Exercise description: Until the last line is reached, keep transcribing the material exactly.

Listed entries:

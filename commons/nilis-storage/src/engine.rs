use std::path::Path;

use redb::{
    Database, DatabaseError, Durability, ReadableDatabase, ReadableTable,
    TableDefinition, WriteTransaction,
};
use tracing::{debug, info};

use crate::error::map_redb_err;
use crate::{StorageConfig, StorageError, StorageResult};

/// The single logical namespace ("bucket") of a node.
const DATA: TableDefinition<'static, &'static [u8], &'static [u8]> =
    TableDefinition::new("nilis");
const META: TableDefinition<'static, &'static str, u64> =
    TableDefinition::new("nilis_meta");
/// Last replicated sequence applied per key, tombstones included.
const VERSIONS: TableDefinition<'static, &'static [u8], u64> =
    TableDefinition::new("nilis_versions");

const COMMIT_SEQ_KEY: &str = "commit_seq";

/// Monotonic per-node counter assigned to every committed write.
pub type CommitSeq = u64;

/// A single-key write, as applied on a primary or shipped to a replica.
#[derive(Debug, Clone, PartialEq, Eq)]
pub enum Mutation {
    Set { key: Vec<u8>, value: Vec<u8> },
    Delete { key: Vec<u8> },
}

impl Mutation {
    pub fn key(&self) -> &[u8] {
        match self {
            Mutation::Set { key, .. } => key,
            Mutation::Delete { key } => key,
        }
    }
}

#[derive(Debug, Clone, Copy, PartialEq, Eq)]
pub enum ApplyOutcome {
    Applied,
    /// The key already carries a version at or above the incoming sequence.
    Stale,
}

/// Redb-backed storage engine
pub struct StorageEngine {
    db: Database,
    config: StorageConfig,
}

impl StorageEngine {
    /// Open or create the database file and its tables.
    ///
    /// The file stays exclusively locked until the engine is closed or dropped,
    /// so a second open of the same path fails with [`StorageError::AlreadyOpen`].
    pub fn open(config: StorageConfig) -> StorageResult<Self> {
        if config.path.is_empty() {
            return Err(StorageError::configuration("Path is required"));
        }
        let path = Path::new(&config.path);
        if let Some(parent) = path.parent() {
            if !parent.as_os_str().is_empty() {
                std::fs::create_dir_all(parent).map_err(StorageError::Io)?;
            }
        }

        let db = Database::builder().create(path).map_err(|e| match e {
            DatabaseError::DatabaseAlreadyOpen => {
                StorageError::AlreadyOpen(config.path.clone())
            }
            other => map_redb_err(other),
        })?;

        // Create every table up front so the first read never misses one
        {
            let wtxn = db.begin_write().map_err(map_redb_err)?;
            wtxn.open_table(DATA).map_err(map_redb_err)?;
            wtxn.open_table(META).map_err(map_redb_err)?;
            wtxn.open_table(VERSIONS).map_err(map_redb_err)?;
            wtxn.commit().map_err(map_redb_err)?;
        }

        info!(path = %config.path, sync_writes = config.sync_writes, "opened storage engine");
        Ok(Self { db, config })
    }

    pub fn config(&self) -> &StorageConfig {
        &self.config
    }

    /// Read the last committed value of `key` from a snapshot.
    pub fn get(&self, key: &[u8]) -> StorageResult<Option<Vec<u8>>> {
        let rtxn = self.db.begin_read().map_err(map_redb_err)?;
        let table = rtxn.open_table(DATA).map_err(map_redb_err)?;
        let value = table
            .get(key)
            .map_err(map_redb_err)?
            .map(|v| v.value().to_vec());
        Ok(value)
    }

    /// Value of `key` together with the node's commit sequence, read from
    /// one snapshot. Any later write to `key` commits with a higher sequence.
    pub fn get_with_seq(
        &self,
        key: &[u8],
    ) -> StorageResult<(Option<Vec<u8>>, CommitSeq)> {
        let rtxn = self.db.begin_read().map_err(map_redb_err)?;
        let table = rtxn.open_table(DATA).map_err(map_redb_err)?;
        let meta = rtxn.open_table(META).map_err(map_redb_err)?;
        let value = table
            .get(key)
            .map_err(map_redb_err)?
            .map(|v| v.value().to_vec());
        let seq = meta
            .get(COMMIT_SEQ_KEY)
            .map_err(map_redb_err)?
            .map(|v| v.value())
            .unwrap_or(0);
        Ok((value, seq))
    }

    pub fn set(&self, key: &[u8], value: &[u8]) -> StorageResult<CommitSeq> {
        self.write_txn(|wtxn| {
            {
                let mut table = wtxn.open_table(DATA).map_err(map_redb_err)?;
                table.insert(key, value).map_err(map_redb_err)?;
            }
            bump_commit_seq(wtxn)
        })
    }

    /// Remove `key`. Removing an absent key still commits and succeeds.
    pub fn delete(&self, key: &[u8]) -> StorageResult<CommitSeq> {
        self.write_txn(|wtxn| {
            {
                let mut table = wtxn.open_table(DATA).map_err(map_redb_err)?;
                table.remove(key).map_err(map_redb_err)?;
            }
            bump_commit_seq(wtxn)
        })
    }

    pub fn write(&self, mutation: &Mutation) -> StorageResult<CommitSeq> {
        match mutation {
            Mutation::Set { key, value } => self.set(key, value),
            Mutation::Delete { key } => self.delete(key),
        }
    }

    /// Apply a mutation shipped by the primary, unless the key already holds
    /// a version at or above `seq`.
    pub fn apply_replicated(
        &self,
        seq: CommitSeq,
        mutation: &Mutation,
    ) -> StorageResult<ApplyOutcome> {
        self.write_txn(|wtxn| {
            let mut versions =
                wtxn.open_table(VERSIONS).map_err(map_redb_err)?;
            let current = versions
                .get(mutation.key())
                .map_err(map_redb_err)?
                .map(|v| v.value());
            if current.is_some_and(|v| v >= seq) {
                debug!(seq, ?current, "skip stale replicated mutation");
                return Ok(ApplyOutcome::Stale);
            }
            {
                let mut table = wtxn.open_table(DATA).map_err(map_redb_err)?;
                match mutation {
                    Mutation::Set { key, value } => {
                        table
                            .insert(key.as_slice(), value.as_slice())
                            .map_err(map_redb_err)?;
                    }
                    Mutation::Delete { key } => {
                        table.remove(key.as_slice()).map_err(map_redb_err)?;
                    }
                }
            }
            versions
                .insert(mutation.key(), seq)
                .map_err(map_redb_err)?;
            Ok(ApplyOutcome::Applied)
        })
    }

    pub fn last_commit_seq(&self) -> StorageResult<CommitSeq> {
        let rtxn = self.db.begin_read().map_err(map_redb_err)?;
        let meta = rtxn.open_table(META).map_err(map_redb_err)?;
        let seq = meta
            .get(COMMIT_SEQ_KEY)
            .map_err(map_redb_err)?
            .map(|v| v.value())
            .unwrap_or(0);
        Ok(seq)
    }

    /// Last replicated sequence recorded for `key`.
    pub fn version(&self, key: &[u8]) -> StorageResult<Option<CommitSeq>> {
        let rtxn = self.db.begin_read().map_err(map_redb_err)?;
        let versions = rtxn.open_table(VERSIONS).map_err(map_redb_err)?;
        let version = versions
            .get(key)
            .map_err(map_redb_err)?
            .map(|v| v.value());
        Ok(version)
    }

    /// Release the database file and its lock.
    pub fn close(self) -> StorageResult<()> {
        let path = self.config.path;
        drop(self.db);
        info!(path = %path, "closed storage engine");
        Ok(())
    }

    fn write_txn<T>(
        &self,
        f: impl FnOnce(&WriteTransaction) -> StorageResult<T>,
    ) -> StorageResult<T> {
        let mut wtxn = self.db.begin_write().map_err(map_redb_err)?;
        if !self.config.sync_writes {
            let _ = wtxn.set_durability(Durability::None);
        }
        // an error drops the transaction, which aborts it
        let out = f(&wtxn)?;
        wtxn.commit().map_err(map_redb_err)?;
        Ok(out)
    }
}

fn bump_commit_seq(wtxn: &WriteTransaction) -> StorageResult<CommitSeq> {
    let mut meta = wtxn.open_table(META).map_err(map_redb_err)?;
    let current = meta
        .get(COMMIT_SEQ_KEY)
        .map_err(map_redb_err)?
        .map(|v| v.value())
        .unwrap_or(0);
    let next = current + 1;
    meta.insert(COMMIT_SEQ_KEY, next).map_err(map_redb_err)?;
    Ok(next)
}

Written solution:
filename commons/nilis-storage/src/engine.rs
use std::path::Path;

use redb::{
    Database, DatabaseError, Durability, ReadableDatabase, ReadableTable,
    TableDefinition, WriteTransaction,
};
use tracing::{debug, info};

use crate::error::map_redb_err;
use crate::{StorageConfig, StorageError, StorageResult};

/// The single logical namespace ("bucket") of a node.
const DATA: TableDefinition<'static, &'static [u8], &'static [u8]> =
    TableDefinition::new("nilis");
const META: TableDefinition<'static, &'static str, u64> =
    TableDefinition::new("nilis_meta");
/// Last replicated sequence applied per key, tombstones included.
const VERSIONS: TableDefinition<'static, &'static [u8], u64> =
    TableDefinition::new("nilis_versions");

const COMMIT_SEQ_KEY: &str = "commit_seq";

/// Monotonic per-node counter assigned to every committed write.
pub type CommitSeq = u64;

/// A single-key write, as applied on a primary or shipped to a replica.
#[derive(Debug, Clone, PartialEq, Eq)]
pub enum Mutation {
    Set { key: Vec<u8>, value: Vec<u8> },
    Delete { key: Vec<u8> },
}

impl Mutation {
    pub fn key(&self) -> &[u8] {
        match self {
            Mutation::Set { key, .. } => key,
            Mutation::Delete { key } => key,
        }
    }
}

#[derive(Debug, Clone, Copy, PartialEq, Eq)]
pub enum ApplyOutcome {
    Applied,
    /// The key already carries a version at or above the incoming sequence.
    Stale,
}

/// Redb-backed storage engine
pub struct StorageEngine {
    db: Database,
    config: StorageConfig,
}

impl StorageEngine {
    /// Open or create the database file and its tables.
    ///
    /// The file stays exclusively locked until the engine is closed or dropped,
    /// so a second open of the same path fails with [`StorageError::AlreadyOpen`].
    pub fn open(config: StorageConfig) -> StorageResult<Self> {
        if config.path.is_empty() {
            return Err(StorageError::configuration("Path is required"));
        }
        let path = Path::new(&config.path);
        if let Some(parent) = path.parent() {
            if !parent.as_os_str().is_empty() {
                std::fs::create_dir_all(parent).map_err(StorageError::Io)?;
            }
        }

        let db = Database::builder().create(path).map_err(|e| match e {
            DatabaseError::DatabaseAlreadyOpen => {
                StorageError::AlreadyOpen(config.path.clone())
            }
            other => map_redb_err(other),
        })?;

        // Create every table up front so the first read never misses one
        {
            let wtxn = db.begin_write().map_err(map_redb_err)?;
            wtxn.open_table(DATA).map_err(map_redb_err)?;
            wtxn.open_table(META).map_err(map_redb_err)?;
            wtxn.open_table(VERSIONS).map_err(map_redb_err)?;
            wtxn.commit().map_err(map_redb_err)?;
        }

        info!(path = %config.path, sync_writes = config.sync_writes, "opened storage engine");
        Ok(Self { db, config })
    }

    pub fn config(&self) -> &StorageConfig {
        &self.config
    }

    /// Read the last committed value of `key` from a snapshot.
    pub fn get(&self, key: &[u8]) -> StorageResult<Option<Vec<u8>>> {
        let rtxn = self.db.begin_read().map_err(map_redb_err)?;
        let table = rtxn.open_table(DATA).map_err(map_redb_err)?;
        let value = table
            .get(key)
            .map_err(map_redb_err)?
            .map(|v| v.value().to_vec());
        Ok(value)
    }

    /// Value of `key` together with the node's commit sequence, read from
    /// one snapshot. Any later write to `key` commits with a higher sequence.
    pub fn get_with_seq(
        &self,
        key: &[u8],
    ) -> StorageResult<(Option<Vec<u8>>, CommitSeq)> {
        let rtxn = self.db.begin_read().map_err(map_redb_err)?;
        let table = rtxn.open_table(DATA).map_err(map_redb_err)?;
        let meta = rtxn.open_table(META).map_err(map_redb_err)?;
        let value = table
            .get(key)
            .map_err(map_redb_err)?
            .map(|v| v.value().to_vec());
        let seq = meta
            .get(COMMIT_SEQ_KEY)
            .map_err(map_redb_err)?
            .map(|v| v.value())
            .unwrap_or(0);
        Ok((value, seq))
    }

    pub fn set(&self, key: &[u8], value: &[u8]) -> StorageResult<CommitSeq> {
        self.write_txn(|wtxn| {
            {
                let mut table = wtxn.open_table(DATA).map_err(map_redb_err)?;
                table.insert(key, value).map_err(map_redb_err)?;
            }
            bump_commit_seq(wtxn)
        })
    }

    /// Remove `key`. Removing an absent key still commits and succeeds.
    pub fn delete(&self, key: &[u8]) -> StorageResult<CommitSeq> {
        self.write_txn(|wtxn| {
            {
                let mut table = wtxn.open_table(DATA).map_err(map_redb_err)?;
                table.remove(key).map_err(map_redb_err)?;
            }
            bump_commit_seq(wtxn)
        })
    }

    pub fn write(&self, mutation: &Mutation) -> StorageResult<CommitSeq> {
        match mutation {
            Mutation::Set { key, value } => self.set(key, value),
            Mutation::Delete { key } => self.delete(key),
        }
    }

    /// Apply a mutation shipped by the primary, unless the key already holds
    /// a version at or above `seq`.
    pub fn apply_replicated(
        &self,
        seq: CommitSeq,
        mutation: &Mutation,
    ) -> StorageResult<ApplyOutcome> {
        self.write_txn(|wtxn| {
            let mut versions =
                wtxn.open_table(VERSIONS).map_err(map_redb_err)?;
            let current = versions
                .get(mutation.key())
                .map_err(map_redb_err)?
                .map(|v| v.value());
            if current.is_some_and(|v| v >= seq) {
                debug!(seq, ?current, "skip stale replicated mutation");
                return Ok(ApplyOutcome::Stale);
            }
            {
                let mut table = wtxn.open_table(DATA).map_err(map_redb_err)?;
                match mutation {
                    Mutation::Set { key, value } => {
                        table
                            .insert(key.as_slice(), value.as_slice())
                            .map_err(map_redb_err)?;
                    }
                    Mutation::Delete { key } => {
                        table.remove(key.as_slice()).map_err(map_redb_err)?;
                    }
                }
            }
            versions
                .insert(mutation.key(), seq)
                .map_err(map_redb_err)?;
            Ok(ApplyOutcome::Applied)
        })
    }

    pub fn last_commit_seq(&self) -> StorageResult<CommitSeq> {
        let rtxn = self.db.begin_read().map_err(map_redb_err)?;
        let meta = rtxn.open_table(META).map_err(map_redb_err)?;
        let seq = meta
            .get(COMMIT_SEQ_KEY)
            .map_err(map_redb_err)?
            .map(|v| v.value())
            .unwrap_or(0);
        Ok(seq)
    }

    /// Last replicated sequence recorded for `key`.
    pub fn version(&self, key: &[u8]) -> StorageResult<Option<CommitSeq>> {
        let rtxn = self.db.begin_read().map_err(map_redb_err)?;
        let versions = rtxn.open_table(VERSIONS).map_err(map_redb_err)?;
        let version = versions
            .get(key)
            .map_err(map_redb_err)?
            .map(|v| v.value());
        Ok(version)
    }

    /// Release the database file and its lock.
    pub fn close(self) -> StorageResult<()> {
        let path = self.config.path;
        drop(self.db);
        info!(path = %path, "closed storage engine");
        Ok(())
    }

    fn write_txn<T>(
        &self,
        f: impl FnOnce(&WriteTransaction) -> StorageResult<T>,
    ) -> StorageResult<T> {
        let mut wtxn = self.db.begin_write().map_err(map_redb_err)?;
        if !self.config.sync_writes {
            let _ = wtxn.set_durability(Durability::None);
        }
        // an error drops the transaction, which aborts it
        let out = f(&wtxn)?;
        wtxn.commit().map_err(map_redb_err)?;
        Ok(out)
    }
}

fn bump_commit_seq(wtxn: &WriteTransaction) -> StorageResult<CommitSeq> {
    let mut meta = wtxn.open_table(META).map_err(map_redb_err)?;
    let current = meta
        .get(COMMIT_SEQ_KEY)
        .map_err(map_redb_err)?
        .map(|v| v.value())
        .unwrap_or(0);
    let next = current + 1;
    meta.insert(COMMIT_SEQ_KEY, next).map_err(map_redb_err)?;
    Ok(next)
}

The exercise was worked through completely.